An immigration rally on Capitol Hill

The immigration reform bill that recently made it out of the Senate with a big majority is now languishing in the House, where most Republicans are eyeing it as though it had been laced with a strain of bubonic plague.

We should be worried. Rank and file GOP supporters hate the bill. More than that, they apparently hate the idea that the invisible people who staff our nation’s restaurants and bars, who pick our lettuce and recycle our trash, who live in fear of an early morning visit from the Department of Homeland Security, will at last be given some measure of security.

Why reward their lawlessness, they cry? These aren't people, they're illegal immigrants, they broke the law to come here!

But the truth is that it's the people who knowingly employ them who are really breaking the law. If you want to talk about illegality you should probably start there.

Besides, if you live in New York City you already know how hard immigrants work. You have no excuse to not know, if you can look around you.

You also know just how little they're paid for all that hard work. That means it's impossible to portray them as the loafers and spongers Tea Party activists insist they are. That doesn't comport with the reality on the ground.

The thing about reality is that it's very untidy. It rarely ever comports to a party political platform.

That leaves you with a stark choice -- you can either confront the real issues that affect the nation, or you can argue that the issues shouldn't exist so there's no point in trying.

For over two decades the GOP has consistently chosen the latter route.  Party leaders have no incentive to address things as they are, when things as they ought to be have proven to be much bigger vote getters.

More and more Congress refuses to compromise any of its core conservative principals.  Stalemate is the result.

That's what we're looking at this week. I wish it were otherwise.

Apparently nothing assures voters that things will somehow work out quite the way total desperation does. That's why there are tens of thousands in the Irish community who are still praying for an unlikely change of heart from the GOP.

Stop being so hardline, we have asked them. Make an exception for us. We're really nice.

Here's why we should be worried. On every modern issue confronting the GOP, the party has found itself fatally linked to the fundamentalisms of the past.

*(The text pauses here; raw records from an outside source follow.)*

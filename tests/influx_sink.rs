//! InfluxDB sink tests against a local capture server.

use std::sync::{Arc, Mutex};

use axum::Router;
use axum::extract::{RawQuery, State};
use axum::http::StatusCode;
use axum::routing::post;
use chrono::{TimeZone, Utc};
use meterlog::config::{BusParams, DeviceDescriptor, SinkConfig};
use meterlog::storage::{CycleBatch, InfluxSink, Sample, SinkError, TelemetrySink};
use tokio::net::TcpListener;

// =============================================================================
// Test Helpers
// =============================================================================

#[derive(Clone, Default)]
struct Captured {
    requests: Arc<Mutex<Vec<(String, String)>>>,
}

impl Captured {
    fn take(&self) -> Vec<(String, String)> {
        std::mem::take(&mut *self.requests.lock().unwrap())
    }
}

async fn accept_write(
    State(captured): State<Captured>,
    RawQuery(query): RawQuery,
    body: String,
) -> StatusCode {
    captured
        .requests
        .lock()
        .unwrap()
        .push((query.unwrap_or_default(), body));
    StatusCode::NO_CONTENT
}

async fn reject_write() -> (StatusCode, &'static str) {
    (
        StatusCode::NOT_FOUND,
        r#"{"error":"database not found: \"energy\""}"#,
    )
}

/// Start a capture server and return its port.
async fn start_server(router: Router) -> u16 {
    let listener = TcpListener::bind("127.0.0.1:0")
        .await
        .expect("Failed to bind random port");
    let port = listener.local_addr().expect("Failed to get local addr").port();

    tokio::spawn(async move {
        axum::serve(listener, router).await.unwrap();
    });
    port
}

fn device(id: u8, name: &str) -> DeviceDescriptor {
    DeviceDescriptor {
        id,
        name: name.to_string(),
        model_ref: "modelX.yml".to_string(),
        bus: BusParams {
            baudrate: 9600,
            bytesize: 8,
            parity: "even".to_string(),
            stopbits: 1,
            timeout: 0.5,
        },
    }
}

fn batch() -> CycleBatch {
    let ts = Utc.timestamp_opt(1_700_000_000, 0).unwrap();
    let mut batch = CycleBatch::new(ts);
    for (id, name, power) in [(1, "A", 230.5), (2, "B", 120.0)] {
        let mut sample = Sample::new();
        sample.insert("power", power);
        batch.push("energy", &device(id, name), &sample);
    }
    batch
}

// =============================================================================
// Tests
// =============================================================================

#[tokio::test]
async fn test_batch_is_one_request() {
    let captured = Captured::default();
    let router = Router::new()
        .route("/write", post(accept_write))
        .with_state(captured.clone());
    let port = start_server(router).await;

    let config = SinkConfig::influxdb("127.0.0.1", port, "energy").with_credentials("logger", "secret");
    let sink = InfluxSink::new(&config).unwrap();
    sink.write_batch(&batch()).await.unwrap();

    let requests = captured.take();
    assert_eq!(requests.len(), 1);

    let (query, body) = &requests[0];
    assert!(query.contains("db=energy"));
    assert!(query.contains("precision=ns"));
    assert!(query.contains("u=logger"));
    assert!(query.contains("p=secret"));

    let lines: Vec<&str> = body.lines().collect();
    assert_eq!(lines.len(), 2);
    assert_eq!(
        lines[0],
        "energy,id=1,meter=A Time\\ to\\ read=0.0,power=230.5 1700000000000000000"
    );
    assert!(lines[1].starts_with("energy,id=2,meter=B "));
}

#[tokio::test]
async fn test_rejected_write() {
    let router = Router::new().route("/write", post(reject_write));
    let port = start_server(router).await;

    let sink = InfluxSink::new(&SinkConfig::influxdb("127.0.0.1", port, "energy")).unwrap();
    let err = sink.write_batch(&batch()).await.unwrap_err();
    match err {
        SinkError::Rejected { status, body } => {
            assert_eq!(status, 404);
            assert_eq!(body, "database not found: \"energy\"");
        }
        other => panic!("unexpected error: {other:?}"),
    }
}

#[tokio::test]
async fn test_unreachable_server() {
    // Bind then drop to get a port nobody listens on
    let listener = TcpListener::bind("127.0.0.1:0").await.unwrap();
    let port = listener.local_addr().unwrap().port();
    drop(listener);

    let sink = InfluxSink::new(&SinkConfig::influxdb("127.0.0.1", port, "energy")).unwrap();
    let err = sink.write_batch(&batch()).await.unwrap_err();
    assert!(matches!(err, SinkError::Http(_)));
}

On women's rights, on health care, on education, on giving tax cuts to the rich, on restricting or banning abortion, on labor unions, on gay rights, on immigration reform, the party has moved so far to the right and so far into the past that it's been out of step with mainstream opinion for years.

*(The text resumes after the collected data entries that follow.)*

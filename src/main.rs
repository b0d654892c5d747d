//! Meterlog Binary Entry Point
//!
//! Polls the energy meters listed in the meter file over one serial bus and
//! writes a batch per cycle to the configured sink. Core functionality is
//! provided by the `meterlog` library crate.

use std::fs::OpenOptions;
use std::path::{Path, PathBuf};
use std::sync::Mutex;
use std::time::Duration;

use clap::Parser;
use meterlog::{
    CollectionCycle, DeviceRegistry, FileSource, ProfileStore, RegisterReader, RtuTransport,
    Scheduler, SinkConfig, config::parse_interval, storage,
};
use tracing_subscriber::{EnvFilter, fmt, layer::SubscriberExt, util::SubscriberInitExt};

/// Meterlog - Energy Meter Telemetry
#[derive(Parser, Debug)]
#[command(name = "meterlog", version, about, long_about = None)]
struct Cli {
    /// Polling interval, in seconds or as a duration (e.g. 30s, 5m)
    #[arg(
        short,
        long,
        default_value = "60",
        value_parser = parse_interval,
        env = "METERLOG_INTERVAL"
    )]
    interval: Duration,

    /// Path to the meter list
    #[arg(short, long, default_value = "meters.yml", env = "METERLOG_METERS")]
    meters: PathBuf,

    /// Path to the sink configuration
    #[arg(
        short,
        long,
        default_value = "influx_config.yml",
        env = "METERLOG_SINK_CONFIG"
    )]
    sink_config: PathBuf,

    /// Serial device of the RS-485 bus
    #[arg(short, long, default_value = "/dev/ttyAMA0", env = "METERLOG_PORT")]
    port: String,

    /// Log level or filter directive (RUST_LOG takes precedence)
    #[arg(short, long, default_value = "info", env = "METERLOG_LOG")]
    log: String,

    /// Append logs to this file instead of stderr
    #[arg(long, env = "METERLOG_LOGFILE")]
    logfile: Option<PathBuf>,

    /// Stop after this many cycles
    #[arg(long, hide = true, env = "METERLOG_MAX_ITERATIONS")]
    max_iterations: Option<u64>,
}

#[tokio::main]
async fn main() -> Result<(), Box<dyn std::error::Error>> {
    let cli = Cli::parse();
    init_tracing(&cli.log, cli.logfile.as_deref())?;

    tracing::info!("Meterlog - Energy Meter Telemetry");

    // Sink
    tracing::info!("Loading sink configuration from: {}", cli.sink_config.display());
    let sink_config = SinkConfig::load(&cli.sink_config)?;
    let sink = storage::connect(&sink_config).await?;

    // Meter list, must load on the first try
    tracing::info!("Loading meters from: {}", cli.meters.display());
    let mut registry = DeviceRegistry::new(FileSource::new(&cli.meters));
    let devices = registry.get_devices()?;

    let mut listing: Vec<_> = devices.iter().map(|d| (d.id, d.name.as_str())).collect();
    listing.sort_unstable_by_key(|(id, _)| *id);
    tracing::info!("Meter id <--> name");
    for (id, name) in listing {
        tracing::info!("{:>3} <--> {}", id, name);
    }

    // Model files are resolved next to the meter list
    let base_dir = cli
        .meters
        .parent()
        .filter(|p| !p.as_os_str().is_empty())
        .unwrap_or_else(|| Path::new("."));
    let profiles = ProfileStore::new(base_dir);

    let transport = RtuTransport::open(cli.port.as_str())?;
    let mut cycle = CollectionCycle::new(registry, profiles, RegisterReader::new(transport), sink)
        .with_measurement(sink_config.measurement.as_str());

    let scheduler = Scheduler::new(cli.interval).with_max_iterations(cli.max_iterations);
    tracing::info!(interval = ?cli.interval, "Polling started, press Ctrl+C to shutdown");

    tokio::select! {
        stats = scheduler.run(&mut cycle) => {
            tracing::info!(
                iterations = stats.iterations,
                failures = stats.failures,
                "Iteration limit reached"
            );
        }
        _ = shutdown_signal() => {}
    }

    tracing::info!("Shutdown complete");
    Ok(())
}

/// Install the tracing subscriber.
///
/// The filter comes from `RUST_LOG` when set, otherwise from `level`.
fn init_tracing(level: &str, logfile: Option<&Path>) -> Result<(), Box<dyn std::error::Error>> {
    let filter = match EnvFilter::try_from_default_env() {
        Ok(filter) => filter,
        Err(_) => EnvFilter::try_new(level)?,
    };
    let registry = tracing_subscriber::registry().with(filter);

    match logfile {
        Some(path) => {
            let file = OpenOptions::new().create(true).append(true).open(path)?;
            registry
                .with(fmt::layer().with_ansi(false).with_writer(Mutex::new(file)))
                .init();
        }
        None => registry.with(fmt::layer()).init(),
    }
    Ok(())
}

/// Resolve on Ctrl+C or SIGTERM.
async fn shutdown_signal() {
    let ctrl_c = async {
        if let Err(e) = tokio::signal::ctrl_c().await {
            tracing::error!(error = %e, "Failed to install Ctrl+C handler");
            std::future::pending::<()>().await;
        }
    };

    #[cfg(unix)]
    let terminate = async {
        match tokio::signal::unix::signal(tokio::signal::unix::SignalKind::terminate()) {
            Ok(mut signal) => {
                signal.recv().await;
            }
            Err(e) => {
                tracing::error!(error = %e, "Failed to install signal handler");
                std::future::pending::<()>().await;
            }
        }
    };

    #[cfg(not(unix))]
    let terminate = std::future::pending::<()>();

    tokio::select! {
        _ = ctrl_c => {
            tracing::info!("Received Ctrl+C signal");
        }
        _ = terminate => {
            tracing::info!("Received terminate signal");
        }
    }
}

#[cfg(test)]
mod tests {
    use super::*;

    #[test]
    fn test_cli_interval() {
        let cli = Cli::try_parse_from(["meterlog", "--interval", "5m"]).unwrap();
        assert_eq!(cli.interval, Duration::from_secs(300));

        let err = Cli::try_parse_from(["meterlog", "--interval", "18446744073709551615"]).unwrap_err();
        assert_eq!(err.kind(), clap::error::ErrorKind::ValueValidation);
        assert!(Cli::try_parse_from(["meterlog", "-i", "2days"]).is_err());
    }
}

Progressive activists don't mind. Let the GOP line up its circular firing squad, they say. The country has moved on without them.

The chances of the Irish demographic getting a major reform bill are inextricably tied to the chances of the much larger Latino demographic getting one, and Republican activists are openly hostile to them politically and, it turns out, socially too.

Phyllis Schlafly, the longtime Religious Right leader went on the radio last week to explain that Latinos don’t understand the Bill of Rights, and they keep having so many illegitimate babies, just like the blacks. She actually used the phrase the blacks.

“I don’t think they have Republican inclinations at all,” Schlafly explained. “They’re running an illegitimacy rate that’s just about the same as the blacks are. And the point fact is they come from a country where they have no experience with limited government, and the types of rights we have in the Bill of Rights. They don’t understand that at all. You can’t even talk to them about what the Republican principle is.”

Our Irish ancestors used to hear this kind of barely concealed racism directed at them in the 19th century. That kind of high handed language is just as toxic and dismissive to the fondest hopes and dreams of millions in 2013.

It's also an indication of how deep the opposition to a reform bill actually is. It doesn't look good.